Investigating the Influence of FRP Layering Orientation on the Structural Behaviour of Timber Members

Abstract

This research adopts an integrated experimental and numerical approach to evaluate the structural performance of timber beams reinforced with carbon fibre-reinforced polymer (CFRP). A series of four-point bending tests were conducted on three configurations: unreinforced control, unidirectional CFRP-reinforced, and cross-ply CFRP-reinforced specimens. The experimental programme assessed deflection behaviour, peak load capacity, modulus of elasticity, and failure modes. Following the experimental phase, finite element analysis (FEA) was conducted using Abaqus to simulate the stress distribution and structural response under equivalent loading conditions.
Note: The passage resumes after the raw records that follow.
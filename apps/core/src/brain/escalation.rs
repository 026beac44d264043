//! LLM Escalation Gate.
//!
//! Policy only: decides whether an ambiguous message is worth a generative
//! re-ranking and builds the payload for it. The model call itself belongs to
//! an [`IntentReranker`](crate::services::IntentReranker).

use serde::{Deserialize, Serialize};
use uuid::Uuid;

use super::context::{ConversationContextFull, TimeOfDay, WeightTrend};
use super::intent::DetectedIntent;
use crate::config::DetectorConfig;

/// Subset of the conversation context forwarded to the model.
#[derive(Debug, Clone, PartialEq, Serialize, Deserialize)]
#[serde(rename_all = "camelCase")]
pub struct EscalationContext {
    pub time_of_day: TimeOfDay,
    pub hours_since_last_meal: f32,
    pub weight_trend: WeightTrend,
    pub has_stress_eating_pattern: bool,
    pub day_in_phase: u32,
    pub total_days_in_program: u32,
}

impl From<&ConversationContextFull> for EscalationContext {
    fn from(ctx: &ConversationContextFull) -> Self {
        Self {
            time_of_day: ctx.time_of_day(),
            hours_since_last_meal: ctx.hours_since_last_meal(),
            weight_trend: ctx.weight_trend(),
            has_stress_eating_pattern: ctx.has_stress_eating_pattern(),
            day_in_phase: ctx.day_in_phase(),
            total_days_in_program: ctx.total_days_in_program(),
        }
    }
}

/// Payload handed to the re-ranking model.
#[derive(Debug, Clone, PartialEq, Serialize, Deserialize)]
#[serde(rename_all = "camelCase")]
pub struct EscalationRequest {
    pub request_id: Uuid,
    pub message: String,
    pub context: EscalationContext,
    /// Rules-only ranking, for the model to confirm or replace
    pub candidates: Vec<DetectedIntent>,
}

#[derive(Debug, Clone, Copy, PartialEq, Eq, Serialize, Deserialize)]
#[serde(rename_all = "snake_case")]
pub enum DeclineReason {
    /// Top candidate already at or above the threshold
    ConfidentEnough,
    NotPremium,
    QuotaExhausted,
}

#[derive(Debug, Clone, PartialEq)]
pub enum EscalationDecision {
    Escalate(EscalationRequest),
    Declined(DeclineReason),
}

impl EscalationDecision {
    pub fn should_escalate(&self) -> bool {
        matches!(self, EscalationDecision::Escalate(_))
    }
}

/// Escalate only when `top.confidence < threshold`, the user is premium and
/// today's calls are under the quota.
#[derive(Debug, Clone, Copy, PartialEq)]
pub struct EscalationGate {
    confidence_threshold: f32,
    daily_quota: u32,
}

impl Default for EscalationGate {
    fn default() -> Self {
        Self::from_config(&DetectorConfig::default())
    }
}

impl EscalationGate {
    pub fn new(confidence_threshold: f32, daily_quota: u32) -> Self {
        Self {
            confidence_threshold,
            daily_quota,
        }
    }

    pub fn from_config(config: &DetectorConfig) -> Self {
        Self::new(config.escalation_confidence_threshold, config.daily_llm_quota)
    }

    /// The bare boolean policy.
    pub fn should_escalate(
        &self,
        top: &DetectedIntent,
        is_premium: bool,
        llm_calls_today: u32,
    ) -> bool {
        self.check(top, is_premium, llm_calls_today).is_ok()
    }

    fn check(
        &self,
        top: &DetectedIntent,
        is_premium: bool,
        llm_calls_today: u32,
    ) -> Result<(), DeclineReason> {
        if top.confidence >= self.confidence_threshold {
            return Err(DeclineReason::ConfidentEnough);
        }
        if !is_premium {
            return Err(DeclineReason::NotPremium);
        }
        if llm_calls_today >= self.daily_quota {
            return Err(DeclineReason::QuotaExhausted);
        }
        Ok(())
    }

    /// Full decision, with the request payload when escalation is allowed.
    pub fn evaluate(
        &self,
        message: &str,
        context: &ConversationContextFull,
        candidates: &[DetectedIntent],
        is_premium: bool,
        llm_calls_today: u32,
    ) -> EscalationDecision {
        let top = candidates
            .first()
            .copied()
            .unwrap_or_else(DetectedIntent::empty_slot);

        match self.check(&top, is_premium, llm_calls_today) {
            Ok(()) => EscalationDecision::Escalate(EscalationRequest {
                request_id: Uuid::new_v4(),
                message: message.to_string(),
                context: EscalationContext::from(context),
                candidates: candidates.to_vec(),
            }),
            Err(reason) => EscalationDecision::Declined(reason),
        }
    }
}
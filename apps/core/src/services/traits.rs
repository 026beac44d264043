use crate::brain::context::ConversationContextFull;
use crate::brain::escalation::EscalationRequest;
use crate::brain::intent::DetectedIntent;
use crate::error::AppError;
use async_trait::async_trait;

use super::safety::SafetyCheck;
use super::telemetry::TelemetryRecord;

/// Defines the interface of the content-safety filter.
///
/// Errors are absorbed by the detector: a failing checker yields an empty flag
/// list, never a failed detection.
pub trait SafetyChecker: Send + Sync {
    fn check_input(
        &self,
        message: &str,
        context: &ConversationContextFull,
    ) -> Result<SafetyCheck, AppError>;
}

/// Defines the interface of the generative model that re-ranks ambiguous
/// messages.
///
/// The detector bounds every call with a timeout and keeps the rules-only
/// ranking on error, timeout or an empty answer.
#[async_trait]
pub trait IntentReranker: Send + Sync {
    async fn rerank(&self, request: EscalationRequest) -> Result<Vec<DetectedIntent>, AppError>;
}

/// Receives one timing record per detection.
pub trait TelemetrySink: Send + Sync {
    fn record(&self, record: &TelemetryRecord);
}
The comparative analysis between experimental and simulation outcomes offered insight into the modelling accuracy and the limitations associated with current adhesive and interface assumptions. The results demonstrated that cross-ply CFRP reinforcement significantly enhanced bending capacity, stiffness, and energy absorption relative to both the control and unidirectional specimens. However, discrepancies in peak load prediction were noted across configurations, underscoring the complexity of accurately modelling timber–FRP bonding interfaces—particularly when idealised assumptions are employed. The findings emphasize the crucial role of fibre orientation, bonding integrity, and material property representation in predicting the real-world behaviour of CFRP-reinforced timber. This thesis contributes to narrowing the gap between experimental understanding and practical implementation by offering data-driven insights into optimal CFRP reinforcement strategies for structural timber systems, particularly in applications requiring durability, energy dissipation, and enhanced flexural resilience.